--- EXERCISE ---
Begin with the first line of the entries below and reproduce each line exactly, ending with the line that holds "body. Lifecycle transitions".

--- EXCERPTED RECORDS ---
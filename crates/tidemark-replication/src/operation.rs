//! The in-memory operation model.
//!
//! One [`Operation`] is shared (via `Arc`) across every session that still
//! has to send it; its payload segments are reference-counted [`Bytes`] so
//! retransmission to N peers never copies the body. Lifecycle transitions
//! stamp a timestamp exactly once each; the cleanup transition is performed
//! by the last queue releasing the operation.

use std::sync::Mutex;
use std::sync::atomic::{AtomicBool, Ordering};
use std::time::{Duration, Instant};

use bytes::Bytes;

use tidemark_types::{Epoch, SequenceNumber};
use tidemark_wire::{OperationKind, OperationMetadata, WireOperation};

/// Lifecycle timestamps, stamped on first transition only.
#[derive(Debug, Default, Clone, Copy)]
struct Lifecycle {
    enqueued_at: Option<Instant>,
    committed_at: Option<Instant>,
    completed_at: Option<Instant>,
    cleaned_at: Option<Instant>,
}

/// An operation held by a replication or copy queue.
#[derive(Debug)]
pub struct Operation {
    metadata: OperationMetadata,
    epoch: Epoch,
    segments: Vec<Bytes>,
    data_size: u64,
    lifecycle: Mutex<Lifecycle>,

    /// Set when the operation has been dispatched to the consumer and the
    /// queue is configured to wait for the consumer's apply ack.
    needs_service_ack: AtomicBool,
}

impl Operation {
    pub fn new(metadata: OperationMetadata, epoch: Epoch, segments: Vec<Bytes>) -> Self {
        let data_size = segments.iter().map(|s| s.len() as u64).sum();
        Self {
            metadata,
            epoch,
            segments,
            data_size,
            lifecycle: Mutex::new(Lifecycle::default()),
            needs_service_ack: AtomicBool::new(false),
        }
    }

    /// Synthetic terminator used to quiesce a stream.
    pub fn end_of_stream(sequence_number: SequenceNumber, epoch: Epoch) -> Self {
        Self::new(OperationMetadata::end_of_stream(sequence_number), epoch, Vec::new())
    }

    pub fn from_wire(wire: WireOperation) -> Self {
        Self::new(wire.metadata, wire.epoch, wire.segments)
    }

    pub fn to_wire(&self) -> WireOperation {
        WireOperation {
            metadata: self.metadata,
            epoch: self.epoch,
            segment_sizes: self.segments.iter().map(|s| s.len() as u64).collect(),
            segments: self.segments.clone(),
        }
    }

    pub fn metadata(&self) -> OperationMetadata {
        self.metadata
    }

    pub fn sequence_number(&self) -> SequenceNumber {
        self.metadata.sequence_number
    }

    pub fn kind(&self) -> OperationKind {
        self.metadata.kind
    }

    pub fn is_end_of_stream(&self) -> bool {
        self.metadata.kind == OperationKind::EndOfStream
    }

    pub fn epoch(&self) -> Epoch {
        self.epoch
    }

    pub fn segments(&self) -> &[Bytes] {
        &self.segments
    }

    pub fn data_size(&self) -> u64 {
        self.data_size
    }

    // ========================================================================
    // Lifecycle transitions
    // ========================================================================

    /// Stamps the enqueue time. Re-stamps when an operation moves between
    /// queues across a role transition: its lifecycle starts over.
    pub fn mark_enqueued(&self, now: Instant) {
        let mut lifecycle = self.lifecycle.lock().expect("lifecycle lock");
        lifecycle.enqueued_at = Some(now);
        lifecycle.committed_at = None;
        lifecycle.completed_at = None;
        lifecycle.cleaned_at = None;
    }

    /// Stamps commit; returns false if the operation was already committed.
    pub fn mark_committed(&self, now: Instant) -> bool {
        let mut lifecycle = self.lifecycle.lock().expect("lifecycle lock");
        if lifecycle.committed_at.is_some() {
            return false;
        }
        lifecycle.committed_at = Some(now);
        true
    }

    /// Stamps completion; returns false if already completed.
    pub fn mark_completed(&self, now: Instant) -> bool {
        let mut lifecycle = self.lifecycle.lock().expect("lifecycle lock");
        if lifecycle.completed_at.is_some() {
            return false;
        }
        lifecycle.completed_at = Some(now);
        true
    }

    /// Stamps cleanup; returns false if already cleaned.
    pub fn mark_cleaned(&self, now: Instant) -> bool {
        let mut lifecycle = self.lifecycle.lock().expect("lifecycle lock");
        if lifecycle.cleaned_at.is_some() {
            return false;
        }
        lifecycle.cleaned_at = Some(now);
        true
    }

    /// Time since the operation entered its current queue.
    pub fn enqueued_since(&self, now: Instant) -> Duration {
        let lifecycle = self.lifecycle.lock().expect("lifecycle lock");
        lifecycle
            .enqueued_at
            .map(|t| now.saturating_duration_since(t))
            .unwrap_or_default()
    }

    // ========================================================================
    // Service acknowledgment
    // ========================================================================

    /// Marks the operation as dispatched and awaiting the consumer's ack.
    pub fn set_needs_service_ack(&self) {
        self.needs_service_ack.store(true, Ordering::Release);
    }

    /// Consumer acked apply; returns true only on the first call.
    pub fn acknowledge(&self) -> bool {
        self.needs_service_ack.swap(false, Ordering::AcqRel)
    }

    pub fn needs_service_ack(&self) -> bool {
        self.needs_service_ack.load(Ordering::Acquire)
    }
}
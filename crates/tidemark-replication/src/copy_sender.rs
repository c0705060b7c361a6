//! Primary-side copy stream for building one idle secondary.
//!
//! The sender pulls copy operations from the state provider's enumeration,
//! ships them through a [`ReliableOperationSender`], and coordinates
//! completion with replication progress:
//!
//! ```text
//! NotStarted -> Started -> LsnSet -> ReplCompleted -> Completed
//!                      \__________________________/
//!                       (no replication acks required)
//! ```
//!
//! Copy is done only when the last copy operation is receive-acked *and*
//! the idle's replication acknowledgment covers the LSN recorded at
//! enumeration completion; only then is the idle considered built.

use std::sync::Arc;
use std::time::{Duration, Instant};

use tracing::{debug, info, warn};

use tidemark_types::{Epoch, ReplicaId, SequenceNumber};
use tidemark_wire::{OperationKind, OperationMetadata};

use crate::error::{ReplicationError, ReplicationResult};
use crate::operation::Operation;
use crate::provider::OperationDataStream;
use crate::sender::{ReliableOperationSender, SendBatch};

// ============================================================================
// Copy State
// ============================================================================

#[derive(Debug, Clone, Copy, PartialEq, Eq)]
pub enum CopyPhase {
    NotStarted,
    Started,
    LsnSet,
    ReplCompleted,
    Completed,
}

/// The completion half of the copy protocol, tracked separately from the
/// transmission half so acknowledgment races stay local.
#[derive(Debug)]
pub struct CopyState {
    phase: CopyPhase,
    last_copy_lsn: SequenceNumber,
    last_repl_lsn: SequenceNumber,
    wait_for_replication_acks: bool,
}
use crate::config::ReplicatorSettings;
use crate::error::{ReplicationError, ReplicationResult};
use crate::provider::StateProvider;
use crate::queue::OperationQueue;
use crate::replica_manager::{CatchUpMode, PrimaryOutput, ReplicaManager};

/// Close drain in progress.
#[derive(Debug)]
struct CloseDrain {
    deadline: Instant,
}

/// Primary-role surface: replicate, build, reconfigure, catch up, close.
pub struct PrimaryReplicator {
    endpoint_id: ReplicationEndpointId,
    manager: ReplicaManager,
    faulted: Option<ReplicationError>,
    closing: Option<CloseDrain>,
    closed: bool,
    wait_for_quorum_timeout: Option<std::time::Duration>,
}

impl PrimaryReplicator {
    pub fn new(
        endpoint_id: ReplicationEndpointId,
        epoch: Epoch,
        settings: Arc<ReplicatorSettings>,
        start_sequence: SequenceNumber,
    ) -> Self {
        let wait = settings.wait_for_quorum_timeout;
        Self {
            endpoint_id,
            manager: ReplicaManager::new(endpoint_id, epoch, settings, start_sequence),
            faulted: None,
            closing: None,
            closed: false,
            wait_for_quorum_timeout: wait,
        }
    }

    /// Promotion: the secondary's queue continues as the primary queue.
    pub fn from_queue(
        endpoint_id: ReplicationEndpointId,
        epoch: Epoch,
        settings: Arc<ReplicatorSettings>,
        queue: OperationQueue,
    ) -> Self {
        let wait = settings.wait_for_quorum_timeout;
        Self {
            endpoint_id,
            manager: ReplicaManager::with_queue(endpoint_id, epoch, settings, queue),
            faulted: None,
            closing: None,
            closed: false,
            wait_for_quorum_timeout: wait,
        }
    }

    // ========================================================================
    // Accessors
    // ========================================================================

    pub fn epoch(&self) -> Epoch {
        self.manager.epoch()
    }

    pub fn manager(&self) -> &ReplicaManager {
        &self.manager
    }

    pub fn current_progress(&self) -> SequenceNumber {
        self.manager.current_progress()
    }

    pub fn catch_up_capability(&self) -> SequenceNumber {
        self.manager.catch_up_capability()
    }

    pub fn is_faulted(&self) -> bool {
        self.faulted.is_some()
    }

    /// Demotion: the queue moves to the new secondary role object.
    pub fn into_queue(self) -> OperationQueue {
        self.manager.into_queue()
    }

    fn guard(&self) -> ReplicationResult<()> {
        if self.faulted.is_some() {
            return Err(ReplicationError::OperationFailed);
        }
        if self.closing.is_some() || self.closed {
            return Err(ReplicationError::ObjectClosed);
        }
        Ok(())
    }

    /// Faults the role; the partition controller sees the original error
    /// in its fault report, while later callers see `OperationFailed`.
    pub fn fault(&mut self, error: ReplicationError) {
        if self.faulted.is_none() {
            warn!(endpoint = %self.endpoint_id, %error, "primary role faulted");
            self.faulted = Some(error);
        }
    }

    /// Scans an output for conditions that fault the whole role.
    fn absorb(&mut self, output: &PrimaryOutput) {
        for (replica_id, completion) in &output.build_completions {
            if let Err(ReplicationError::InternalError(reason)) = completion {
                warn!(
                    endpoint = %self.endpoint_id,
                    replica = %replica_id,
                    %reason,
                    "build reconciliation failure faults the primary"
                );
                self.fault(ReplicationError::InternalError(reason.clone()));
            }
        }
    }

    // ========================================================================
    // User surface
    // ========================================================================

    /// Replicates one user operation; its LSN completes on quorum commit.
    pub fn replicate(
        &mut self,
        data: Vec<Bytes>,
        now: Instant,
    ) -> ReplicationResult<(SequenceNumber, PrimaryOutput)> {
        self.guard()?;
        let (lsn, output) = self.manager.replicate(data, now)?;
        self.absorb(&output);
        Ok((lsn, output))
    }

    pub fn update_epoch(&mut self, epoch: Epoch) -> ReplicationResult<()> {
        self.guard()?;
        self.manager.update_epoch(epoch)
    }

    /// Primary-side data-loss check: asks the provider whether state
    /// changed underneath us and restarts the LSN space if so. Returns
    /// whether state changed.
    pub fn on_data_loss(
        &mut self,
        provider: &mut dyn StateProvider,
    ) -> ReplicationResult<bool> {
        self.guard()?;
        let changed = provider.on_data_loss()?;
        if changed {
            let last = provider.last_committed_sequence_number()?;
            info!(endpoint = %self.endpoint_id, %last, "state changed after data loss");
            self.manager.reset_sequence(last.next().max(SequenceNumber::new(1)));
        }
        Ok(changed)
    }

    // ========================================================================
    // Controller surface
    // ========================================================================

    pub fn build_idle(
        &mut self,
        info: &ReplicaInformation,
        provider: &mut dyn StateProvider,
        now: Instant,
    ) -> ReplicationResult<PrimaryOutput> {
        self.guard()?;
        self.manager.begin_build_idle(info, provider, now)
    }

    pub fn remove_replica(
        &mut self,
        replica_id: ReplicaId,
        now: Instant,
    ) -> ReplicationResult<PrimaryOutput> {
        self.guard()?;
        self.manager.remove_replica(replica_id, now)
    }

    pub fn update_catchup_configuration(
        &mut self,
        previous: &[ReplicaInformation],
        previous_quorum: u32,
        current: &[ReplicaInformation],
        current_quorum: u32,
        now: Instant,
    ) -> ReplicationResult<PrimaryOutput> {
        self.guard()?;
        self.manager
            .update_catchup_configuration(previous, previous_quorum, current, current_quorum, now)
    }

    pub fn update_current_configuration(
        &mut self,
        current: &[ReplicaInformation],
        current_quorum: u32,
        now: Instant,
    ) -> ReplicationResult<PrimaryOutput> {
        self.guard()?;
        self.manager
            .update_current_configuration(current, current_quorum, now)
    }

    pub fn begin_wait_for_catch_up(
        &mut self,
        mode: CatchUpMode,
        now: Instant,
    ) -> ReplicationResult<PrimaryOutput> {
        self.guard()?;
        Ok(self.manager.begin_wait_for_catch_up(mode, now))
    }

    pub fn cancel_catch_up(&mut self) -> PrimaryOutput {
        self.manager.cancel_catch_up()
    }

    // ========================================================================
    // Inbound dispatch
    // ========================================================================

    pub fn process_ack(
        &mut self,
        from_address: &str,
        from_endpoint: ReplicationEndpointId,
        ack: &AckBody,
        now: Instant,
    ) -> PrimaryOutput {
        if self.faulted.is_some() || self.closed {
            return PrimaryOutput::default();
        }
        let mut output = self.manager.process_ack(from_address, from_endpoint, ack, now);
        self.absorb(&output);
        output.merge(self.poll_close(now));
        output
    }

    pub fn process_copy_context(
        &mut self,
        body: CopyContextOperationBody,
        now: Instant,
    ) -> PrimaryOutput {
        if self.faulted.is_some() || self.closed {
            return PrimaryOutput::default();
        }
        self.manager.process_copy_context(body, now)
    }

    // ========================================================================
    // Timers & close
    // ========================================================================

    pub fn on_retry_tick(&mut self, now: Instant) -> PrimaryOutput {
        if self.closed {
            return PrimaryOutput::default();
        }
        let mut output = self.manager.on_retry_tick(now);
        self.absorb(&output);
        output.merge(self.poll_close(now));
        output
    }

    /// Begins the close protocol. With a quorum-drain timeout configured,
    /// in-flight replicate operations get that long to commit; the close
    /// then cancels whatever remains, closes every session, and cancels any
    /// running catch-up.
    pub fn begin_close(&mut self, now: Instant) -> PrimaryOutput {
        if self.closed {
            let mut output = PrimaryOutput::default();
            output.close_completed = true;
            return output;
        }

        match self.wait_for_quorum_timeout {
            Some(timeout) if self.manager.pending_replicate_count() > 0 && self.faulted.is_none() => {
                info!(
                    endpoint = %self.endpoint_id,
                    pending = self.manager.pending_replicate_count(),
                    "close draining in-flight replicates"
                );
                self.closing = Some(CloseDrain {
                    deadline: now + timeout,
                });
                self.poll_close(now)
            }
            _ => self.finish_close(now),
        }
    }

    fn poll_close(&mut self, now: Instant) -> PrimaryOutput {
        let Some(drain) = self.closing.as_ref() else {
            return PrimaryOutput::default();
        };
        if self.manager.pending_replicate_count() == 0 || now >= drain.deadline {
            return self.finish_close(now);
        }
        PrimaryOutput::default()
    }

    fn finish_close(&mut self, now: Instant) -> PrimaryOutput {
        self.closing = None;
        self.closed = true;
        let mut output = self.manager.close(now);
        output.close_completed = true;
        output
    }

    /// Demotion: close immediately (pending replicates cancel) and hand the
    /// queue to the incoming secondary. Operations this primary committed
    /// were already applied locally; completing them keeps the new role
    /// from re-dispatching them to the consumer.
    pub fn close_for_demotion(mut self, now: Instant) -> (PrimaryOutput, OperationQueue) {
        let output = self.finish_close(now);
        let mut queue = self.into_queue();
        let committed = queue.committed_head().prev();
        queue.update_completed_head(committed, now);
        (output, queue)
    }
}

--- TASK SOLUTION ---
filename crates/tidemark-replication/src/operation.rs
//! The in-memory operation model.
//!
//! One [`Operation`] is shared (via `Arc`) across every session that still
//! has to send it; its payload segments are reference-counted [`Bytes`] so
//! retransmission to N peers never copies the body. Lifecycle transitions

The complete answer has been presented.